The remaining 20 bottles, adds the archaeologist, keep the inscriptions that denote their production at the Vidriera Monterrey and at the Cuauhtémoc Brewery in Monterrey, Nuevo León.
Another relevant finding was a bottle of some product from the American Apothecary ‘Dr. Adolfo Autrey,’ which opened its doors in Tampico around 1892.
It is proposed that the bottles and pots be integrated into the collections of the Museum of the City of Tampico itself.
Potsherds in the old Villa de San Nicolás
Another archaeological supervision that the INAH conducted in Tamaulipas was the one carried out between April and May 2022, prior to a series of paving works carried out on Nicolás Bravo and Narciso Mendoza streets.
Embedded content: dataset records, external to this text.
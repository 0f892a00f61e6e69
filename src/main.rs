use std::{net::SocketAddr, sync::Arc};

use anyhow::Context;
use axum::{routing::get, Router};
use http::HeaderValue;
use tokio::{signal, sync::mpsc};
use tower_http::{
    compression::CompressionLayer,
    cors::{Any, CorsLayer},
    trace::TraceLayer,
};
use tracing::info;

use streetbite_api as api;

use api::services::checkout::CheckoutSettings;
use api::services::geocoding::HttpGeocoder;
use api::services::notifications::{
    EmailSender, HttpEmailSender, InProcessChannel, NoopEmailSender,
};
use api::services::payments::HttpPaymentGateway;

#[tokio::main]
async fn main() -> Result<(), Box<dyn std::error::Error>> {
    dotenvy::dotenv().ok();

    let cfg = api::config::load_config()?;
    api::config::init_tracing(cfg.log_level(), cfg.log_json);

    // Init DB
    let db_pool = api::db::establish_connection_from_app_config(&cfg).await?;
    if cfg.auto_migrate {
        api::db::run_migrations(&db_pool).await?;
    }
    let db_arc = Arc::new(db_pool);

    // Domain-event channel and its consumer
    let (event_tx, event_rx) = mpsc::channel(cfg.event_channel_capacity);
    let event_sender = api::events::EventSender::new(event_tx);
    tokio::spawn(api::events::process_events(event_rx));

    // External collaborators
    let gateway = Arc::new(HttpPaymentGateway::new(
        cfg.payment_gateway_url.clone(),
        cfg.payment_gateway_secret.clone(),
    ));
    let geocoder = Arc::new(HttpGeocoder::new(
        cfg.geocoder_url.clone(),
        &cfg.geocoder_user_agent,
    ));
    let realtime = Arc::new(InProcessChannel::new());
    let email: Arc<dyn EmailSender> = match &cfg.email_endpoint {
        Some(endpoint) => Arc::new(HttpEmailSender::new(
            endpoint.clone(),
            cfg.email_from.clone(),
        )),
        None => Arc::new(NoopEmailSender),
    };

    let settings = CheckoutSettings::from_config(&cfg).context("invalid checkout settings")?;

    let services = api::handlers::AppServices::new(
        db_arc.clone(),
        event_sender.clone(),
        gateway,
        geocoder,
        realtime,
        email,
        settings,
    );

    let app_state = api::AppState {
        db: db_arc,
        config: cfg.clone(),
        event_sender,
        services,
    };

    // Build CORS layer from config
    let configured_origins: Option<Vec<HeaderValue>> = cfg
        .cors_allowed_origins
        .as_ref()
        .map(|raw| {
            raw.split(',')
                .filter_map(|origin| {
                    let trimmed = origin.trim();
                    if trimmed.is_empty() {
                        None
                    } else {
                        HeaderValue::from_str(trimmed).ok()
                    }
                })
                .collect::<Vec<_>>()
        })
        .filter(|origins| !origins.is_empty());

    let cors_layer = match configured_origins {
        Some(origins) => CorsLayer::new()
            .allow_origin(origins)
            .allow_methods(Any)
            .allow_headers(Any),
        None => {
            info!("No CORS origins configured; using permissive CORS");
            CorsLayer::permissive()
        }
    };

    let app = Router::<api::AppState>::new()
        .route("/", get(|| async { "streetbite-api up" }))
        .nest("/api/v1", api::api_v1_routes())
        .merge(api::openapi::swagger_ui())
        .layer(TraceLayer::new_for_http())
        .layer(axum::middleware::from_fn(api::request_logging_middleware))
        .layer(CompressionLayer::new())
        .layer(cors_layer)
        .with_state(app_state);

    let addr = SocketAddr::from(([0, 0, 0, 0], cfg.port));
    info!("streetbite-api listening on http://{}", addr);
    let listener = tokio::net::TcpListener::bind(addr).await?;

    axum::serve(listener, app.into_make_service())
        .with_graceful_shutdown(shutdown_signal())
        .await?;

    Ok(())
}

async fn shutdown_signal() {
    let ctrl_c = async {
        signal::ctrl_c()
            .await
            .expect("failed to install Ctrl+C handler");
    };

    #[cfg(unix)]
    let terminate = async {
        use tokio::signal::unix::{signal, SignalKind};

        let mut sigterm =
            signal(SignalKind::terminate()).expect("failed to install signal handler");
        sigterm.recv().await;
    };

    #[cfg(not(unix))]
    let terminate = std::future::pending::<()>();

    tokio::select! {
        _ = ctrl_c => {},
        _ = terminate => {},
    }
}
Both roads are located in the historic center of San Nicolás, a town founded at the beginning of the 18th century as a Real de Minas; however, given the poor quality of the silver veins and the complicated water harvesting in the region, it entered a state of partial abandonment from which it recovered until well into the 20th century.
In this project, the INAH recovered more than 50 sherds of ceramic, majolica, fine white earthenware, porcelain and glazed earthenware, and a horse spur.
Although no traces of historic cobblestones were found during the paving works, the installation of a flagstone construction system was agreed with the town hall, in keeping with the image of the surrounding heritage monuments.
The ceramic elements of San Nicolás are protected in the laboratories of the INAH Tamaulipas Center, in Ciudad Victoria, and will serve to feed a catalog of representative historical-industrial materials of each municipality of the entity.